▸ TASK:
Tally how many lines of these entries hold the string "leaves". Return the number alone.

▸ EXTRACTED ENTRIES:
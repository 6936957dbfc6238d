//! The disclaimer widget: per-instance state and the render entry point.
//!
//! One instance owns one feed cache and one executed flag; independent
//! instances coexist without interference. The whole pipeline runs as a
//! single asynchronous sequence — the feed load is the only suspension
//! point.

use crate::config::WidgetOptions;
use crate::eligibility;
use crate::error::WidgetError;
use crate::feed::loader::FeedLoader;
use crate::feed::{parse_feed_date, Disclaimer, LoadedFeed};
use crate::page::HostPage;
use crate::render::{self, RenderOutcome};
use chrono::{DateTime, Utc};
use std::sync::atomic::{AtomicBool, Ordering};
use std::sync::Arc;
use tracing::{info, warn};
use url::Url;

/// A single disclaimer widget instance.
pub struct DisclaimerWidget {
    options: WidgetOptions,
    loader: FeedLoader,
    executed: AtomicBool,
}

impl DisclaimerWidget {
    /// Create a widget. Fails when the options name no feed source.
    pub fn new(options: WidgetOptions) -> Result<Self, WidgetError> {
        let loader = FeedLoader::from_options(&options)?;
        Ok(Self {
            options,
            loader,
            executed: AtomicBool::new(false),
        })
    }

    pub fn options(&self) -> &WidgetOptions {
        &self.options
    }

    /// Load (or join) the cached feed without rendering. Exposes the
    /// validation diagnostics; used by the CLI `validate` command.
    pub async fn load_feed(&self) -> Result<Arc<LoadedFeed>, WidgetError> {
        self.loader.load().await
    }

    /// The externally invoked operation: load, filter, and render the
    /// eligible disclaimers into the page's configured container.
    ///
    /// One-shot per instance: a second invocation — concurrent with or
    /// after the first — fails fast with [`WidgetError::AlreadyExecuted`]
    /// and leaves the page untouched. Pipeline-level failures (transport,
    /// malformed feed) abort before any container mutation.
    pub async fn insert_page_contents(
        &self,
        page: &mut HostPage,
    ) -> Result<RenderOutcome, WidgetError> {
        if self.executed.swap(true, Ordering::SeqCst) {
            return Err(WidgetError::AlreadyExecuted);
        }

        let loaded = self.loader.load().await?;
        let page_url = Url::parse(page.url())
            .map_err(|e| WidgetError::BadOption(format!("invalid page URL: {e}")))?;

        let reference = self.reference_instant(&page_url);
        let division_set = self.options.division_set();

        let eligible: Vec<&Disclaimer> = loaded
            .feed
            .records()
            .iter()
            .filter(|r| {
                eligibility::is_eligible(r, &page_url, reference, &self.options, &division_set)
            })
            .collect();

        let ordered = render::order_records(eligible, self.options.ignore_ordering_hint);
        let success = render::render_into(
            page,
            &self.options.container_id,
            &ordered,
            self.options.ignore_ordering_hint,
        );

        info!(
            rendered = success.len(),
            container = %self.options.container_id,
            "render pass complete"
        );
        Ok(RenderOutcome {
            success,
            failed: Vec::new(),
        })
    }

    /// Reference instant for the date predicate: real current time, unless
    /// an override is configured and the page host is in the staging
    /// allow-list. Production hosts always use real current time.
    fn reference_instant(&self, page_url: &Url) -> DateTime<Utc> {
        if let Some(raw) = &self.options.override_reference_date {
            let host = page_url.host_str().unwrap_or("");
            let on_staging = !self.options.staging_hosts.is_empty()
                && eligibility::host_allowed(host, &self.options.staging_hosts);
            if on_staging {
                match parse_feed_date(raw) {
                    Some(dt) => return dt,
                    None => {
                        warn!(value = %raw, "unparseable reference-date override ignored")
                    }
                }
            }
        }
        Utc::now()
    }
}

#[cfg(test)]
mod tests {
    use super::*;

    const TWO_DIVISION_FEED: &str = r#"{"disclaimers": [
        {"id": "a", "index": 1, "title": "For MX", "text": "mx body",
         "urls": ["https://host/it/page/"], "div": "MX",
         "startDate": "2000-01-01 00:00:00", "endDate": "2999-12-31 23:59:59"},
        {"id": "b", "index": 2, "title": "For AV", "text": "av body",
         "urls": ["https://host/it/page/"], "div": "AV"}
    ]}"#;

    fn widget(division: &str) -> DisclaimerWidget {
        DisclaimerWidget::new(WidgetOptions {
            inline_feed: Some(TWO_DIVISION_FEED.to_string()),
            allowed_domains: vec!["host".to_string()],
            current_division: division.to_string(),
            ..Default::default()
        })
        .unwrap()
    }

    #[tokio::test]
    async fn test_end_to_end_division_scenario() {
        let w = widget("MX");
        let mut page = HostPage::new("https://host/it/page.html");
        let outcome = w.insert_page_contents(&mut page).await.unwrap();

        assert_eq!(outcome.success, vec!["a".to_string()]);
        assert!(outcome.failed.is_empty());

        let html = page
            .container_html(crate::config::DEFAULT_CONTAINER_ID)
            .unwrap();
        assert!(html.contains("For MX"));
        assert!(!html.contains("For AV"));
    }

    #[tokio::test]
    async fn test_second_invocation_fails_fast() {
        let w = widget("ALL");
        let mut page = HostPage::new("https://host/it/page.html");
        w.insert_page_contents(&mut page).await.unwrap();
        let after_first = page
            .container_html(crate::config::DEFAULT_CONTAINER_ID)
            .unwrap()
            .to_string();

        let err = w.insert_page_contents(&mut page).await.unwrap_err();
        assert!(matches!(err, WidgetError::AlreadyExecuted));
        assert_eq!(
            page.container_html(crate::config::DEFAULT_CONTAINER_ID),
            Some(after_first.as_str())
        );
    }

    #[tokio::test]
    async fn test_independent_instances_coexist() {
        let w1 = widget("MX");
        let w2 = widget("AV");
        let mut p1 = HostPage::new("https://host/it/page.html");
        let mut p2 = HostPage::new("https://host/it/page.html");

        let o1 = w1.insert_page_contents(&mut p1).await.unwrap();
        let o2 = w2.insert_page_contents(&mut p2).await.unwrap();
        assert_eq!(o1.success, vec!["a".to_string()]);
        assert_eq!(o2.success, vec!["b".to_string()]);
    }

    #[tokio::test]
    async fn test_override_date_only_on_staging_hosts() {
        let base = WidgetOptions {
            inline_feed: Some(TWO_DIVISION_FEED.to_string()),
            allowed_domains: vec!["host".to_string()],
            // Before record "a"'s start date.
            override_reference_date: Some("1990-01-01 00:00:00".to_string()),
            staging_hosts: vec!["host".to_string()],
            ..Default::default()
        };

        // On the staging host the override applies: record "a" is not yet
        // active, only the unbounded record "b" renders.
        let w = DisclaimerWidget::new(base.clone()).unwrap();
        let mut page = HostPage::new("https://host/it/page.html");
        let outcome = w.insert_page_contents(&mut page).await.unwrap();
        assert_eq!(outcome.success, vec!["b".to_string()]);

        // Same options but the page host is not a staging host: real
        // current time is used and both records are active.
        let w = DisclaimerWidget::new(WidgetOptions {
            staging_hosts: vec!["preview.internal".to_string()],
            allowed_domains: vec!["host".to_string()],
            ..base
        })
        .unwrap();
        let mut page = HostPage::new("https://host/it/page.html");
        let outcome = w.insert_page_contents(&mut page).await.unwrap();
        assert_eq!(
            outcome.success,
            vec!["a".to_string(), "b".to_string()]
        );
    }

    #[tokio::test]
    async fn test_malformed_feed_aborts_without_touching_page() {
        let w = DisclaimerWidget::new(WidgetOptions {
            inline_feed: Some("{\"no\": \"disclaimers\"}".to_string()),
            ..Default::default()
        })
        .unwrap();
        let mut page = HostPage::new("https://host/it/page.html");
        let err = w.insert_page_contents(&mut page).await.unwrap_err();
        assert!(matches!(err, WidgetError::MalformedFeed(_)));
        assert!(page
            .container_html(crate::config::DEFAULT_CONTAINER_ID)
            .is_none());
    }
}
//! Disclaimer record model and the immutable feed container.
//!
//! Both the JSON and XML parsers converge on a canonical representation
//! (`Vec<serde_json::Value>` records); validation turns those into typed
//! [`Disclaimer`] values and a [`Feed`] preserving original feed order.

pub mod json;
pub mod loader;
pub mod validate;
pub mod xml;

use chrono::{DateTime, NaiveDateTime, Utc};
use serde::Serialize;
use std::collections::HashMap;

/// Canonical date grammar for `startDate`/`endDate` and the reference-date
/// override. Interpreted as UTC.
pub const DATE_FORMAT: &str = "%Y-%m-%d %H:%M:%S";

/// Parse a feed timestamp under the canonical grammar.
pub fn parse_feed_date(s: &str) -> Option<DateTime<Utc>> {
    NaiveDateTime::parse_from_str(s.trim(), DATE_FORMAT)
        .ok()
        .map(|dt| dt.and_utc())
}

/// One validated disclaimer record. Text fields are stored normalized
/// (markup-escaped, whitespace-collapsed) and the body already carries
/// anchor markup from linkification.
#[derive(Debug, Clone, Serialize)]
pub struct Disclaimer {
    /// Unique key within the feed (integer ids stringified).
    pub id: String,
    /// Numeric ordering hint from `index`/`apex`.
    pub order_hint: Option<i64>,
    /// Escaped, whitespace-normalized heading text.
    pub title: String,
    /// Normalized body with embedded URLs converted to anchors.
    pub body: String,
    /// Page URLs this disclaimer applies to. Empty means everywhere.
    pub urls: Vec<String>,
    /// Uppercased division tag; `None` applies to all divisions.
    pub division: Option<String>,
    /// Activation lower bound; `None` is unbounded below.
    pub starts_at: Option<DateTime<Utc>>,
    /// Activation upper bound; `None` is unbounded above.
    pub ends_at: Option<DateTime<Utc>>,
}

/// The full validated feed: records in original feed order plus an
/// id lookup. Built once per loader instance, immutable thereafter.
#[derive(Debug, Clone, Default)]
pub struct Feed {
    records: Vec<Disclaimer>,
    by_id: HashMap<String, usize>,
}

impl Feed {
    /// Append a record. Returns false (and leaves the feed unchanged)
    /// when the id is already taken — ids are unique across the feed.
    pub(crate) fn insert(&mut self, record: Disclaimer) -> bool {
        if self.by_id.contains_key(&record.id) {
            return false;
        }
        self.by_id.insert(record.id.clone(), self.records.len());
        self.records.push(record);
        true
    }

    /// Records in original feed order.
    pub fn records(&self) -> &[Disclaimer] {
        &self.records
    }

    /// Look up a record by id.
    pub fn get(&self, id: &str) -> Option<&Disclaimer> {
        self.by_id.get(id).map(|&i| &self.records[i])
    }

    pub fn len(&self) -> usize {
        self.records.len()
    }

    pub fn is_empty(&self) -> bool {
        self.records.is_empty()
    }
}

/// A loaded feed plus the validation diagnostics that rode along with it.
#[derive(Debug, Clone, Default)]
pub struct LoadedFeed {
    pub feed: Feed,
    /// Ids of records dropped by validation (`"unknown"` when the record
    /// had no usable id).
    pub invalid_ids: Vec<String>,
}
//! In-memory stand-in for the host page.
//!
//! The original widget mutates a live DOM; the engine instead owns a
//! [`HostPage`]: the page's current URL plus named HTML containers. Hosts
//! embed one per render pass and read the container markup back out.

use std::collections::BTreeMap;

/// The host page: current URL and named containers of inner HTML.
#[derive(Debug, Clone)]
pub struct HostPage {
    url: String,
    containers: BTreeMap<String, String>,
}

impl HostPage {
    /// Create a page model for the given current URL.
    pub fn new(url: impl Into<String>) -> Self {
        Self {
            url: url.into(),
            containers: BTreeMap::new(),
        }
    }

    /// The page's current URL.
    pub fn url(&self) -> &str {
        &self.url
    }

    /// Inner HTML of a container, if it exists.
    pub fn container_html(&self, id: &str) -> Option<&str> {
        self.containers.get(id).map(String::as_str)
    }

    /// Lazily create the container and replace its content. Prior content
    /// is discarded — one render pass owns the container exclusively.
    pub(crate) fn set_container(&mut self, id: &str, html: String) {
        self.containers.insert(id.to_string(), html);
    }
}

#[cfg(test)]
mod tests {
    use super::*;

    #[test]
    fn test_container_lazily_created_and_replaced() {
        let mut page = HostPage::new("https://example.com/p");
        assert!(page.container_html("box").is_none());

        page.set_container("box", "<p>one</p>".into());
        assert_eq!(page.container_html("box"), Some("<p>one</p>"));

        page.set_container("box", "<p>two</p>".into());
        assert_eq!(page.container_html("box"), Some("<p>two</p>"));
    }
}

▸ ANSWER BELOW:
2